Festival de Cannes
Accident de parcours
Une Palme d’or très peu méritée pour le provocant „Titane“ Carole Bethuel
La Palme d’or pour „Titane“ de Julia Ducournau laisse pantois – un collègue a même parlé à juste titre d’erreur titanesque, ce à quoi je souscris entièrement. Voilà un film en forme de véritable provocation, qui se regarde sans aucun plaisir, qui veut semer le malaise mais ne parvient qu’à choquer sans subtilité aucune. Certes, on peut vouloir couronner un cinéma qui choque – si tant est qu’il y a, au-delà de la pure provocation, une esthétique, une transcendance, une actualité. Or, on l’a écrit il y a quelques jours, „Titane“ va à la fois trop loin dans son imaginaire et pas assez loin dans son contenu.

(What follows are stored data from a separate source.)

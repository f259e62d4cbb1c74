use serde::{Deserialize, Serialize};
use serde_json::{Map, Value};

use crate::modules::render::model::ObjectRef;

/// A user-submitted video as the backend knows it. Only the fields the
/// dispatcher checks are typed; everything else travels along untouched.
#[derive(Debug, Clone, Serialize, Deserialize)]
#[serde(rename_all = "camelCase")]
pub struct VideoUpload {
    pub id: String,
    // Wire name as the upload records store it.
    #[serde(
        rename = "submitedUrl",
        alias = "submittedUrl",
        default,
        skip_serializing_if = "Option::is_none"
    )]
    pub submitted_url: Option<String>,
    #[serde(default, skip_serializing_if = "Option::is_none")]
    pub raw_storage_link: Option<ObjectRef>,
    #[serde(default, skip_serializing_if = "Vec::is_empty")]
    pub storage_links: Vec<UploadStorageLink>,
    #[serde(flatten)]
    pub extra: Map<String, Value>,
}

impl VideoUpload {
    pub fn new(id: impl Into<String>) -> Self {
        Self {
            id: id.into(),
            submitted_url: None,
            raw_storage_link: None,
            storage_links: Vec::new(),
            extra: Map::new(),
        }
    }

    /// The rendition tagged `version`, if the upload has one.
    pub fn storage_link(&self, version: &str) -> Option<&UploadStorageLink> {
        self.storage_links
            .iter()
            .find(|link| link.version.eq_ignore_ascii_case(version))
    }
}

/// A stored rendition attached to an upload. Versions are kept as strings:
/// older records carry tags this worker never produces.
#[derive(Debug, Clone, Serialize, Deserialize)]
pub struct UploadStorageLink {
    pub bucket: String,
    pub path: String,
    pub version: String,
    #[serde(flatten)]
    pub extra: Map<String, Value>,
}

#[derive(Debug, Serialize)]
pub struct ThumbnailJob<'a> {
    #[serde(flatten)]
    pub upload: &'a VideoUpload,
    pub timestamp: f64,
}

#[derive(Debug, Serialize)]
#[serde(rename_all = "camelCase")]
pub struct TranscriptionJob<'a> {
    #[serde(flatten)]
    pub upload: &'a VideoUpload,
    pub audio_storage_link: ObjectRef,
}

Le film – l’histoire d’une jeune femme qui baise avec des voitures, tue des gens et tombe enceinte à force de rapports non protégés avec des bagnoles – dresse le portrait d’un malaise sociétal mais ne fait qu’effleurer des sujets comme l’identité transgenre ou la toxicité masculine, sujets qu’il laisse en jachère pour se complaire dans sa propre laideur.